È interessante che già anni prima (374) quando si trattava di mandare a Roma un negoziatore per trattare col Papa Damaso, Basilio stesso sconsigliò di scegliere il fratello per la sua manifesta ingenuità (già dimostrata precedentemente) dicendo “quale vantaggio potrebbe esserci per le nostre faccende contrapporgli un uomo come Gregorio, a cui l’adulazione e il servilismo sono del tutto estranei?”. E così sfumò il viaggio a Roma.

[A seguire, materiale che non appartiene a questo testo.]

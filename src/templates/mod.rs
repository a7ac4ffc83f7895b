//! Built-in site templates using the Tera template engine
//!
//! The layout shell, the writings index and the post page are embedded
//! directly in the binary.

use anyhow::Result;
use serde::Serialize;
use std::collections::HashMap;
use tera::{Context, Tera};

use crate::content::{parse_date_string, PostEntry};
use crate::helpers::{date_xml, format_date};
use crate::images::ImageProps;

/// Default stylesheet written to `css/site.css`
pub const SITE_CSS: &str = include_str!("site/site.css");

/// Template renderer with the embedded site templates
pub struct TemplateRenderer {
    tera: Tera,
}

impl TemplateRenderer {
    /// Create a new renderer with all templates loaded
    pub fn new() -> Result<Self> {
        let mut tera = Tera::default();

        // Post previews and rendered bodies are inserted as-is; plain text
        // goes through the `escape` filter in the templates
        tera.autoescape_on(vec![]);

        tera.add_raw_templates(vec![
            ("layout.html", include_str!("site/layout.html")),
            ("writings.html", include_str!("site/writings.html")),
            ("post.html", include_str!("site/post.html")),
            // Partials
            (
                "partials/header.html",
                include_str!("site/partials/header.html"),
            ),
            (
                "partials/footer.html",
                include_str!("site/partials/footer.html"),
            ),
            (
                "partials/views.html",
                include_str!("site/partials/views.html"),
            ),
        ])?;

        tera.register_filter("date_format", date_format_filter);
        tera.register_filter("date_xml", date_xml_filter);

        Ok(Self { tera })
    }

    /// Render a template with given context
    pub fn render(&self, template_name: &str, context: &Context) -> Result<String> {
        Ok(self.tera.render(template_name, context)?)
    }
}

/// Tera filter: format a front-matter date string
///
/// Values that are not a recognizable date are passed through untouched.
fn date_format_filter(
    value: &tera::Value,
    args: &HashMap<String, tera::Value>,
) -> tera::Result<tera::Value> {
    let s = tera::try_get_value!("date_format", "value", String, value);
    let format = match args.get("format") {
        Some(val) => tera::try_get_value!("date_format", "format", String, val),
        None => "YYYY-MM-DD".to_string(),
    };

    match parse_date_string(&s) {
        Some(date) => Ok(tera::Value::String(format_date(&date, &format))),
        None => Ok(tera::Value::String(s)),
    }
}

/// Tera filter: machine-readable date for `<time datetime>`
fn date_xml_filter(
    value: &tera::Value,
    _args: &HashMap<String, tera::Value>,
) -> tera::Result<tera::Value> {
    let s = tera::try_get_value!("date_xml", "value", String, value);
    match parse_date_string(&s) {
        Some(date) => Ok(tera::Value::String(date_xml(&date))),
        None => Ok(tera::Value::String(String::new())),
    }
}

/// Data structures for template context

#[derive(Debug, Clone, Serialize)]
pub struct SiteData {
    pub title: String,
    pub description: String,
    pub author: String,
    pub root: String,
    pub favicon: String,
    pub date_format: String,
    pub writings_route: String,
    pub menu: Vec<MenuItem>,
    pub year: i32,
}

#[derive(Debug, Clone, Serialize)]
pub struct MenuItem {
    pub name: String,
    pub path: String,
}

/// Per-page head data
#[derive(Debug, Clone, Serialize)]
pub struct PageData {
    pub title: String,
    pub path: String,
    pub head_meta: String,
}

#[derive(Debug, Clone, Serialize)]
pub struct ViewsData {
    pub enable: bool,
    pub endpoint: String,
}

/// A writings entry as the index template sees it
#[derive(Debug, Clone, Serialize)]
pub struct EntryData<'a> {
    #[serde(flatten)]
    pub entry: &'a PostEntry,
    pub title: &'a str,
    /// Link to the post, including the site root
    pub url: String,
    /// Where the banner is served from, if the entry has one
    pub banner_src: Option<String>,
}

/// A full post page
#[derive(Debug, Clone, Serialize)]
pub struct PostData<'a> {
    pub title: &'a str,
    pub date: Option<&'a str>,
    pub slug: &'a str,
    pub banner: Option<&'a ImageProps>,
    pub banner_src: Option<String>,
    pub content: String,
}

#[cfg(test)]
mod tests {
    use super::*;

    fn filter(
        f: fn(&tera::Value, &HashMap<String, tera::Value>) -> tera::Result<tera::Value>,
        value: &str,
        format: Option<&str>,
    ) -> String {
        let mut args = HashMap::new();
        if let Some(format) = format {
            args.insert("format".to_string(), tera::Value::String(format.to_string()));
        }
        f(&tera::Value::String(value.to_string()), &args)
            .unwrap()
            .as_str()
            .unwrap()
            .to_string()
    }

    #[test]
    fn test_date_format_filter() {
        assert_eq!(filter(date_format_filter, "2022-06-15", None), "2022-06-15");
        assert_eq!(
            filter(date_format_filter, "2022-06-15", Some("LL")),
            "June 15, 2022"
        );
        assert_eq!(filter(date_format_filter, "whenever", Some("LL")), "whenever");
    }

    #[test]
    fn test_date_xml_filter() {
        assert_eq!(
            filter(date_xml_filter, "2022-06-15", None),
            "2022-06-15T00:00:00+00:00"
        );
        assert_eq!(filter(date_xml_filter, "whenever", None), "");
    }

    #[test]
    fn test_templates_load() {
        assert!(TemplateRenderer::new().is_ok());
    }
}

Ma fu proprio la morte di Basilio nel 379 che diede la svolta decisiva alla vita di Gregorio. Forse si sentiva dominato dalla sua personalità forte e pragmatica (lo chiamava addirittura suo maestro), forse aveva capito che si era affidato troppo alle decisioni e ai progetti del fratello. Si sentì solo ma non si scoraggiò, anzi tirò fuori il meglio di se stesso (che era tanto). Divenne infatti consapevole delle proprie responsabilità verso la Chiesa che guidava, diventò un vero combattente dell’ortodossia, coraggioso e profondo, e si impegnò con forza maggiore e decisa nelle dispute teologiche del tempo. Fu nel Concilio ecumenico di Costantinopoli del 381 che Gregorio toccò il vertice della sua fama e: contribuì (tra gli applausi) a far trionfare le idee teologiche che furono di Basilio e del loro comune amico Gregorio Nazianzeno. Era ormai un uomo ed un vescovo stimato da tutti. Anche l’imperatore Teodosio lo apprezzava molto.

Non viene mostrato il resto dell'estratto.